Exercise: Each line of the data must be set down again without a single difference.

-------- Records provided

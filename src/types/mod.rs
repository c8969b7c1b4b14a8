// This Source Code Form is subject to the terms of the Mozilla Public
// License, v. 2.0. If a copy of the MPL was not distributed with this
// file, You can obtain one at http://mozilla.org/MPL/2.0/.

//! Types describing fitted sources, keyed by observation date and band.


use std::collections::{btree_map, BTreeMap};

use chrono::NaiveDate;
use rust_decimal::Decimal;
use strum_macros::{Display, EnumIter, EnumString, IntoStaticStr};

use crate::angle::Angle;

/// Whether a source is the primary target of its observation. This is an
/// annotation made by a person (or carried forward from a previous table);
/// the report parser always leaves it as [IsMain::Unknown].
#[derive(
    Debug, Clone, Copy, Default, PartialEq, Eq, Display, EnumIter, EnumString, IntoStaticStr,
)]
pub enum IsMain {
    /// Not yet determined.
    #[default]
    #[strum(serialize = "")]
    Unknown,

    #[strum(serialize = "0")]
    NotMain,

    #[strum(serialize = "1")]
    Main,
}

/// The astrometry and flux density of one fitted source. Fields are `None`
/// when the report didn't provide them.
///
/// Fluxes are in mJy. Positional errors are angles in the same unit as the
/// position they belong to.
#[derive(Debug, Clone, Default, PartialEq)]
pub struct SourceRecord {
    pub ra: Option<Angle>,
    pub ra_err: Option<Angle>,
    pub dec: Option<Angle>,
    pub dec_err: Option<Angle>,
    pub flux: Option<Decimal>,
    pub flux_err: Option<Decimal>,
    pub is_main: IsMain,
}

impl SourceRecord {
    /// Are these two records the same measurement? All fields but `is_main`
    /// are compared. A field present on only one of the records means they
    /// are different; absence doesn't match anything but absence.
    pub fn same_measurement(&self, other: &SourceRecord) -> bool {
        let SourceRecord {
            ra,
            ra_err,
            dec,
            dec_err,
            flux,
            flux_err,
            is_main: _,
        } = self;
        *ra == other.ra
            && *ra_err == other.ra_err
            && *dec == other.dec
            && *dec_err == other.dec_err
            && *flux == other.flux
            && *flux_err == other.flux_err
    }
}

/// Clean-beam geometry and observing frequency of one observation. These are
/// kept as the text of the report.
#[derive(Debug, Clone, Default, PartialEq, Eq)]
pub struct BandRecord {
    /// \[GHz\]
    pub freq: Option<String>,
    /// Clean-beam major axis \[arcsec\]
    pub major: Option<String>,
    /// Clean-beam minor axis \[arcsec\]
    pub minor: Option<String>,
}

/// Everything fitted for one (date, band) observation.
#[derive(Debug, Clone, Default, PartialEq)]
pub struct ObservationEntry {
    pub data: BandRecord,

    /// Sources in the order they were reported. Positions in this list are
    /// meaningful; labelling refers to sources by index.
    pub sources: Vec<SourceRecord>,
}

/// All observations, keyed by date and then by band name (e.g. "Lband").
/// Iteration is ordered by date, then band.
#[derive(Debug, Clone, Default, PartialEq)]
pub struct FitTable {
    dates: BTreeMap<NaiveDate, BTreeMap<String, ObservationEntry>>,
}

impl FitTable {
    pub fn new() -> FitTable {
        FitTable::default()
    }

    /// Is there no observation in this table?
    pub fn is_empty(&self) -> bool {
        self.dates.values().all(|bands| bands.is_empty())
    }

    /// The number of (date, band) entries.
    pub fn len(&self) -> usize {
        self.dates.values().map(|bands| bands.len()).sum()
    }

    /// The total number of sources over all entries.
    pub fn num_sources(&self) -> usize {
        self.iter().map(|(_, _, entry)| entry.sources.len()).sum()
    }

    pub fn get(&self, date: NaiveDate, band: &str) -> Option<&ObservationEntry> {
        self.dates.get(&date).and_then(|bands| bands.get(band))
    }

    pub fn get_mut(&mut self, date: NaiveDate, band: &str) -> Option<&mut ObservationEntry> {
        self.dates.get_mut(&date).and_then(|bands| bands.get_mut(band))
    }

    /// Get the entry for this date and band, creating an empty one if it
    /// doesn't exist.
    pub fn entry_mut(&mut self, date: NaiveDate, band: &str) -> &mut ObservationEntry {
        self.dates
            .entry(date)
            .or_default()
            .entry(band.to_string())
            .or_default()
    }

    /// Insert an entry, returning the one that was replaced, if any.
    pub fn insert(
        &mut self,
        date: NaiveDate,
        band: String,
        entry: ObservationEntry,
    ) -> Option<ObservationEntry> {
        self.dates.entry(date).or_default().insert(band, entry)
    }

    /// Iterate over all entries, ordered by date and then band.
    pub fn iter(&self) -> impl Iterator<Item = (NaiveDate, &str, &ObservationEntry)> {
        self.dates.iter().flat_map(|(&date, bands)| {
            bands
                .iter()
                .map(move |(band, entry)| (date, band.as_str(), entry))
        })
    }

    pub fn iter_mut(&mut self) -> impl Iterator<Item = (NaiveDate, &str, &mut ObservationEntry)> {
        self.dates.iter_mut().flat_map(|(&date, bands)| {
            bands
                .iter_mut()
                .map(move |(band, entry)| (date, band.as_str(), entry))
        })
    }

    /// Iterate over the entries of a single band, ordered by date.
    pub fn band(&self, band: &str) -> impl Iterator<Item = (NaiveDate, &ObservationEntry)> + '_ {
        let band = band.to_string();
        self.dates
            .iter()
            .filter_map(move |(&date, bands)| bands.get(&band).map(|entry| (date, entry)))
    }

    /// All of the band names used in this table, without duplicates.
    pub fn bands(&self) -> Vec<&str> {
        let mut bands: Vec<&str> = self
            .dates
            .values()
            .flat_map(|bands| bands.keys().map(|b| b.as_str()))
            .collect();
        bands.sort_unstable();
        bands.dedup();
        bands
    }
}

impl<'a> IntoIterator for &'a FitTable {
    type Item = (&'a NaiveDate, &'a BTreeMap<String, ObservationEntry>);
    type IntoIter = btree_map::Iter<'a, NaiveDate, BTreeMap<String, ObservationEntry>>;

    fn into_iter(self) -> Self::IntoIter {
        self.dates.iter()
    }
}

----------------

Written answer:
filename src/types/mod.rs
repository c8969b7c1b4b14a8
// This Source Code Form is subject to the terms of the Mozilla Public
// License, v. 2.0. If a copy of the MPL was not distributed with this
// file, You can obtain one at http://mozilla.org/MPL/2.0/.

//! Types describing fitted sources, keyed by observation date and band.


use std::collections::{btree_map, BTreeMap};

use chrono::NaiveDate;
use rust_decimal::Decimal;
use strum_macros::{Display, EnumIter, EnumString, IntoStaticStr};

use crate::angle::Angle;

/// Whether a source is the primary target of its observation. This is an
/// annotation made by a person (or carried forward from a previous table);
/// the report parser always leaves it as [IsMain::Unknown].
#[derive(
    Debug, Clone, Copy, Default, PartialEq, Eq, Display, EnumIter, EnumString, IntoStaticStr,
)]
pub enum IsMain {
    /// Not yet determined.
    #[default]
    #[strum(serialize = "")]
    Unknown,

    #[strum(serialize = "0")]
    NotMain,

    #[strum(serialize = "1")]
    Main,
}

/// The astrometry and flux density of one fitted source. Fields are `None`
/// when the report didn't provide them.
///
/// Fluxes are in mJy. Positional errors are angles in the same unit as the
/// position they belong to.
#[derive(Debug, Clone, Default, PartialEq)]
pub struct SourceRecord {
    pub ra: Option<Angle>,
    pub ra_err: Option<Angle>,
    pub dec: Option<Angle>,
    pub dec_err: Option<Angle>,
    pub flux: Option<Decimal>,
    pub flux_err: Option<Decimal>,
    pub is_main: IsMain,
}

impl SourceRecord {
    /// Are these two records the same measurement? All fields but `is_main`
    /// are compared. A field present on only one of the records means they
    /// are different; absence doesn't match anything but absence.
    pub fn same_measurement(&self, other: &SourceRecord) -> bool {
        let SourceRecord {
            ra,
            ra_err,
            dec,
            dec_err,
            flux,
            flux_err,
            is_main: _,
        } = self;
        *ra == other.ra
            && *ra_err == other.ra_err
            && *dec == other.dec
            && *dec_err == other.dec_err
            && *flux == other.flux
            && *flux_err == other.flux_err
    }
}

/// Clean-beam geometry and observing frequency of one observation. These are
/// kept as the text of the report.
#[derive(Debug, Clone, Default, PartialEq, Eq)]
pub struct BandRecord {
    /// \[GHz\]
    pub freq: Option<String>,
    /// Clean-beam major axis \[arcsec\]
    pub major: Option<String>,
    /// Clean-beam minor axis \[arcsec\]
    pub minor: Option<String>,
}

/// Everything fitted for one (date, band) observation.
#[derive(Debug, Clone, Default, PartialEq)]
pub struct ObservationEntry {
    pub data: BandRecord,

    /// Sources in the order they were reported. Positions in this list are
    /// meaningful; labelling refers to sources by index.
    pub sources: Vec<SourceRecord>,
}

/// All observations, keyed by date and then by band name (e.g. "Lband").
/// Iteration is ordered by date, then band.
#[derive(Debug, Clone, Default, PartialEq)]
pub struct FitTable {
    dates: BTreeMap<NaiveDate, BTreeMap<String, ObservationEntry>>,
}

impl FitTable {
    pub fn new() -> FitTable {
        FitTable::default()
    }

    /// Is there no observation in this table?
    pub fn is_empty(&self) -> bool {
        self.dates.values().all(|bands| bands.is_empty())
    }

    /// The number of (date, band) entries.
    pub fn len(&self) -> usize {
        self.dates.values().map(|bands| bands.len()).sum()
    }

    /// The total number of sources over all entries.
    pub fn num_sources(&self) -> usize {
        self.iter().map(|(_, _, entry)| entry.sources.len()).sum()
    }

    pub fn get(&self, date: NaiveDate, band: &str) -> Option<&ObservationEntry> {
        self.dates.get(&date).and_then(|bands| bands.get(band))
    }

    pub fn get_mut(&mut self, date: NaiveDate, band: &str) -> Option<&mut ObservationEntry> {
        self.dates.get_mut(&date).and_then(|bands| bands.get_mut(band))
    }

    /// Get the entry for this date and band, creating an empty one if it
    /// doesn't exist.
    pub fn entry_mut(&mut self, date: NaiveDate, band: &str) -> &mut ObservationEntry {
        self.dates
            .entry(date)
            .or_default()
            .entry(band.to_string())
            .or_default()
    }

    /// Insert an entry, returning the one that was replaced, if any.
    pub fn insert(
        &mut self,
        date: NaiveDate,
        band: String,
        entry: ObservationEntry,
    ) -> Option<ObservationEntry> {
        self.dates.entry(date).or_default().insert(band, entry)
    }

    /// Iterate over all entries, ordered by date and then band.
    pub fn iter(&self) -> impl Iterator<Item = (NaiveDate, &str, &ObservationEntry)> {
        self.dates.iter().flat_map(|(&date, bands)| {
            bands
                .iter()
                .map(move |(band, entry)| (date, band.as_str(), entry))
        })
    }

    pub fn iter_mut(&mut self) -> impl Iterator<Item = (NaiveDate, &str, &mut ObservationEntry)> {
        self.dates.iter_mut().flat_map(|(&date, bands)| {
            bands
                .iter_mut()
                .map(move |(band, entry)| (date, band.as_str(), entry))
        })
    }

    /// Iterate over the entries of a single band, ordered by date.
    pub fn band(&self, band: &str) -> impl Iterator<Item = (NaiveDate, &ObservationEntry)> + '_ {
        let band = band.to_string();
        self.dates
            .iter()
            .filter_map(move |(&date, bands)| bands.get(&band).map(|entry| (date, entry)))
    }

    /// All of the band names used in this table, without duplicates.
    pub fn bands(&self) -> Vec<&str> {
        let mut bands: Vec<&str> = self
            .dates
            .values()
            .flat_map(|bands| bands.keys().map(|b| b.as_str()))
            .collect();
        bands.sort_unstable();
        bands.dedup();
        bands
    }
}

impl<'a> IntoIterator for &'a FitTable {
    type Item = (&'a NaiveDate, &'a BTreeMap<String, ObservationEntry>);
    type IntoIter = btree_map::Iter<'a, NaiveDate, BTreeMap<String, ObservationEntry>>;

    fn into_iter(self) -> Self::IntoIter {
        self.dates.iter()
    }
}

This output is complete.